Acoustical Considerations for COVID-19 Safety Measures
- Jun 29, 2020
As acoustical consultants, we get the opportunity to work on a large variety of projects with some amazing architects and clients. Because design trends evolve with the world around us, we are constantly learning new design trends and materials, analyzing how these elements affect acoustics. Our design solutions are not just functional from an engineering standpoint, but also take architectural, mechanical, and environmental acoustical elements into consideration. COVID-19 has added safety measures and new design practices to promote health in the places we work, live and play. Many are now evaluating how this pandemic will affect architecture practices, anticipating design changes and new norms. How does all this affect acoustics design? See our breakdown of popular destinations and acoustical considerations within them:
When you think of healthcare facilities who have remained open and operating at maximum capacity, acoustics is not necessarily the first element that comes to mind. However, a noisy hospital room or treatment area can add stress levels to those trying to heal or make critical decisions. This has been recognized by the Facilities Guidelines Institute, which provides certain minimum acoustical criteria for healthcare facilities. We must think about the front-line workers and the people they’re helping and design any temporary and permanent spaces to exceed these criteria.
Transportation & Outdoors
Many major metropolitan cities around the world have announced restrictions on the use of personal vehicles. More people are expected to walk or bike to their destinations than ever before. With less vehicular traffic providing a masking effect, other noises on the streets become more prominent and potentially bothersome. For instance, without typical traffic noises you are able to hear generators and mechanical equipment more easily. After adhering to stay at home orders, time spent outdoors is highly coveted. However, a noise environment could impede those from enjoying their time outside of the home or office. Accurate noise surveys and mitigation efforts bring in significant value to help make the most of time spent outdoors.

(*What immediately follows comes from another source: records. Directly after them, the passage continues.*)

//! Core data models used throughout the pipeline.
//!
//! An [`Article`] is what a connector produces. A [`KnowledgeRecord`] is the
//! durable, possibly enriched form stored in the knowledge base, and a
//! [`FilteredArticle`] is the audit form of an article the duplicate filter
//! rejected. All three serialize to flat JSON objects so the stored files
//! stay readable by tools that know nothing about this crate.

use serde::{Deserialize, Deserializer, Serialize};
use serde_json::{Map, Value};

use crate::key::{derive_key, ArticleKey};

/// A document as produced by a connector, before enrichment.
///
/// Fields the pipeline does not interpret are kept in `extra` and written
/// back unchanged.
#[derive(Debug, Clone, Default, PartialEq, Serialize, Deserialize)]
pub struct Article {
    #[serde(default, deserialize_with = "string_or_empty")]
    pub title: String,
    #[serde(default, deserialize_with = "string_or_empty")]
    pub content: String,
    #[serde(default, deserialize_with = "string_or_empty")]
    pub source: String,
    #[serde(
        default,
        deserialize_with = "lenient_string",
        skip_serializing_if = "Option::is_none"
    )]
    pub author: Option<String>,
    #[serde(
        default,
        deserialize_with = "lenient_string",
        skip_serializing_if = "Option::is_none"
    )]
    pub platform: Option<String>,
    #[serde(
        default,
        deserialize_with = "lenient_string",
        skip_serializing_if = "Option::is_none"
    )]
    pub slug: Option<String>,
    #[serde(
        default,
        deserialize_with = "lenient_string",
        skip_serializing_if = "Option::is_none"
    )]
    pub id: Option<String>,
    #[serde(
        default,
        deserialize_with = "lenient_string",
        skip_serializing_if = "Option::is_none"
    )]
    pub link: Option<String>,
    #[serde(
        default,
        deserialize_with = "lenient_string",
        skip_serializing_if = "Option::is_none"
    )]
    pub url: Option<String>,
    #[serde(
        default,
        deserialize_with = "lenient_string",
        skip_serializing_if = "Option::is_none"
    )]
    pub published_time: Option<String>,
    #[serde(
        default,
        deserialize_with = "lenient_string",
        skip_serializing_if = "Option::is_none"
    )]
    pub published_at: Option<String>,
    #[serde(
        default,
        deserialize_with = "lenient_string",
        skip_serializing_if = "Option::is_none"
    )]
    pub updated_at: Option<String>,
    #[serde(
        default,
        deserialize_with = "lenient_string",
        skip_serializing_if = "Option::is_none"
    )]
    pub content_format: Option<String>,
    #[serde(flatten)]
    pub extra: Map<String, Value>,
}

impl Article {
    pub fn new(
        source: impl Into<String>,
        title: impl Into<String>,
        content: impl Into<String>,
    ) -> Self {
        Self {
            source: source.into(),
            title: title.into(),
            content: content.into(),
            ..Default::default()
        }
    }

    /// The stable identity key of this article.
    pub fn key(&self) -> ArticleKey {
        derive_key(self)
    }

    /// Link used for display: `link`, falling back to `url`.
    pub fn display_link(&self) -> Option<&str> {
        non_empty(&self.link).or_else(|| non_empty(&self.url))
    }

    /// Change timestamp: `updated_at`, then `published_at`, then `published_time`.
    pub fn change_timestamp(&self) -> Option<&str> {
        non_empty(&self.updated_at)
            .or_else(|| non_empty(&self.published_at))
            .or_else(|| non_empty(&self.published_time))
    }

    /// Publication timestamp: `published_time`, then `published_at`, then `updated_at`.
    pub fn publication_timestamp(&self) -> Option<&str> {
        non_empty(&self.published_time)
            .or_else(|| non_empty(&self.published_at))
            .or_else(|| non_empty(&self.updated_at))
    }
}

/// Outcome recorded on a record after an enrichment attempt.
#[derive(Debug, Clone, Copy, PartialEq, Eq, Serialize, Deserialize)]
pub enum EnrichmentStatus {
    #[serde(rename = "ok")]
    Ok,
    #[serde(rename = "FAILED")]
    Failed,
}

/// One cross-disciplinary reading of an article.
#[derive(Debug, Clone, Default, PartialEq, Serialize, Deserialize)]
pub struct Insight {
    #[serde(default, alias = "field")]
    pub domain: String,
    #[serde(default, alias = "insight")]
    pub analysis: String,
    #[serde(default)]
    pub connection: String,
}

/// Fields produced by an enricher, plus the attempt bookkeeping.
#[derive(Debug, Clone, Default, PartialEq, Serialize, Deserialize)]
pub struct Enrichment {
    #[serde(default, skip_serializing_if = "Option::is_none")]
    pub deep_summary: Option<String>,
    #[serde(default, skip_serializing_if = "Vec::is_empty")]
    pub key_points: Vec<String>,
    #[serde(default, skip_serializing_if = "Option::is_none")]
    pub open_question: Option<String>,
    #[serde(
        rename = "cross_disciplinary_insights",
        default,
        skip_serializing_if = "Vec::is_empty"
    )]
    pub insights: Vec<Insight>,
    #[serde(default, skip_serializing_if = "Option::is_none")]
    pub llm_model: Option<String>,
    #[serde(default, skip_serializing_if = "Option::is_none")]
    pub llm_status: Option<EnrichmentStatus>,
    #[serde(default, skip_serializing_if = "Option::is_none")]
    pub llm_error: Option<String>,
    /// Time of the last enrichment attempt (RFC 3339).
    #[serde(default, skip_serializing_if = "Option::is_none")]
    pub processed_at: Option<String>,
}

impl Enrichment {
    /// Serialized key names, used to split a stored record into its parts.
    pub const FIELDS: &'static [&'static str] = &[
        "deep_summary",
        "key_points",
        "open_question",
        "cross_disciplinary_insights",
        "llm_model",
        "llm_status",
        "llm_error",
        "processed_at",
    ];

    pub fn is_empty(&self) -> bool {
        *self == Enrichment::default()
    }
}

/// A knowledge base entry: the article plus whatever enrichment it has.
///
/// Serializes flat (article fields, then enrichment fields). Deserialization
/// splits the object by [`Enrichment::FIELDS`] so enrichment keys never leak
/// into the article's passthrough map.
#[derive(Debug, Clone, Default, PartialEq, Serialize, Deserialize)]
#[serde(try_from = "Map<String, Value>")]
pub struct KnowledgeRecord {
    #[serde(flatten)]
    pub article: Article,
    #[serde(flatten)]
    pub enrichment: Enrichment,
}

impl KnowledgeRecord {
    /// A record that has never been through an enricher.
    pub fn unenriched(article: Article) -> Self {
        Self {
            article,
            enrichment: Enrichment::default(),
        }
    }

    /// A record whose enrichment attempt failed; the article is kept as-is.
    pub fn failed(article: Article, error: impl Into<String>, processed_at: String) -> Self {
        Self {
            article,
            enrichment: Enrichment {
                llm_status: Some(EnrichmentStatus::Failed),
                llm_error: Some(error.into()),
                processed_at: Some(processed_at),
                ..Default::default()
            },
        }
    }

    pub fn key(&self) -> ArticleKey {
        derive_key(&self.article)
    }

    pub fn is_enriched(&self) -> bool {
        self.enrichment.llm_status == Some(EnrichmentStatus::Ok)
    }

    pub fn is_failed(&self) -> bool {
        self.enrichment.llm_status == Some(EnrichmentStatus::Failed)
    }
}

impl From<Article> for KnowledgeRecord {
    fn from(article: Article) -> Self {
        Self::unenriched(article)
    }
}

impl TryFrom<Map<String, Value>> for KnowledgeRecord {
    type Error = serde_json::Error;

    fn try_from(mut map: Map<String, Value>) -> Result<Self, Self::Error> {
        let mut enrichment = Map::new();
        for field in Enrichment::FIELDS {
            if let Some(value) = map.remove(*field) {
                enrichment.insert((*field).to_string(), value);
            }
        }
        Ok(Self {
            article: serde_json::from_value(Value::Object(map))?,
            enrichment: serde_json::from_value(Value::Object(enrichment))?,
        })
    }
}

/// Why the duplicate filter rejected an article.
#[derive(Debug, Clone, Copy, PartialEq, Eq, Hash, Serialize, Deserialize)]
#[serde(rename_all = "kebab-case")]
pub enum DuplicateReason {
    EmptyContent,
    FingerprintError,
    NearDuplicate,
}

impl DuplicateReason {
    pub fn as_str(&self) -> &'static str {
        match self {
            DuplicateReason::EmptyContent => "empty-content",
            DuplicateReason::FingerprintError => "fingerprint-error",
            DuplicateReason::NearDuplicate => "near-duplicate",
        }
    }
}

/// The batch-canonical article a near-duplicate was matched against.
#[derive(Debug, Clone, PartialEq, Serialize, Deserialize)]
pub struct CanonicalRef {
    pub key: String,
    pub title: String,
    pub source: String,
    pub distance: u32,
}

/// An article the duplicate filter rejected, kept whole for audit.
#[derive(Debug, Clone, PartialEq, Serialize, Deserialize)]
pub struct FilteredArticle {
    #[serde(flatten)]
    pub article: Article,
    pub filter_reason: DuplicateReason,
    #[serde(default, skip_serializing_if = "Option::is_none")]
    pub duplicate_of: Option<CanonicalRef>,
    #[serde(default, skip_serializing_if = "Option::is_none")]
    pub filter_detail: Option<String>,
}

/// `Some(s)` when the option holds a non-empty string.
pub(crate) fn non_empty(value: &Option<String>) -> Option<&str> {
    value.as_deref().filter(|s| !s.is_empty())
}

/// Accepts strings, numbers and booleans; `null` and a missing key become `None`.
fn lenient_string<'de, D>(deserializer: D) -> Result<Option<String>, D::Error>
where
    D: Deserializer<'de>,
{
    let value = Option::<Value>::deserialize(deserializer)?;
    Ok(match value {
        None | Some(Value::Null) => None,
        Some(Value::String(s)) => Some(s),
        Some(Value::Number(n)) => Some(n.to_string()),
        Some(Value::Bool(b)) => Some(b.to_string()),
        Some(other) => Some(other.to_string()),
    })
}

fn string_or_empty<'de, D>(deserializer: D) -> Result<String, D::Error>
where
    D: Deserializer<'de>,
{
    lenient_string(deserializer).map(Option::unwrap_or_default)
}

In an attempt to maintain distancing between patrons, restaurants now have lower seating occupancies for the unforeseeable future. For many customers, it may be the only opportunity to meet and catch up with friends and family, and a pleasant acoustical environment is essential to effortlessly carry out conversations. Have you ever been to a noisy restaurant where you could not hear anyone at your own table? Well-designed acoustics seamlessly integrated with the aesthetics of the establishment can drive the choice of restaurants for patrons in addition to the quality of food.
Offices and Work Environments
One of the largest changes from the pandemic has to be the shift from working in office settings to now working from home or remotely. Although many U.S. cities are opening up again, employees are hesitant to return to the workplace. Many firms are now contemplating generous remote working policies or reduced density of workers in offices through staggered shifts. Companies must provide their employees with a distraction-free environment where they can be productive to make best use of their limited time spent in office. With employees sitting at greater distances and separated by partitions as per CDC recommendations, they will certainly be less susceptible to distractions.
It will be a while before we can comfortably visit entertainment venues for events like sports games or concerts. However, sporting venues can utilize their stadiums’ sound systems to amplify crowd noise to simulate a similar environment for the players. This is accomplished by using some smart acoustics and audio engineering techniques, without causing excessive noise levels in the neighborhoods. These techniques can also be employed to control noise from outdoor drive-in theaters, live music venues and any other potential noise sources.
It is important to realize that acousticians often rely on the audience to absorb sound and keep the reverberation under control during performances in enclosed spaces like concert arenas. Employing variable acoustics in spaces that are incorporated using the various means in our arsenal (drapes, variable panels, active sound systems) would prove to be invaluable for the performers as well as the audience for successful performances as social distancing causes venues to restrict the numbers of attendees.
Communication between acousticians and the various stakeholders to establish a clear vision for the spaces being designed is more important than ever. While we are not completely sure what our new normal looks like, it is important to keep acoustical considerations at the forefront of design in order to provide a comfortable, and acoustically-appropriate environment, no matter the space type. It is the responsibility of the acousticians to efficiently incorporate flexibility in the acoustical design of the spaces to satisfy the evolving needs of the users.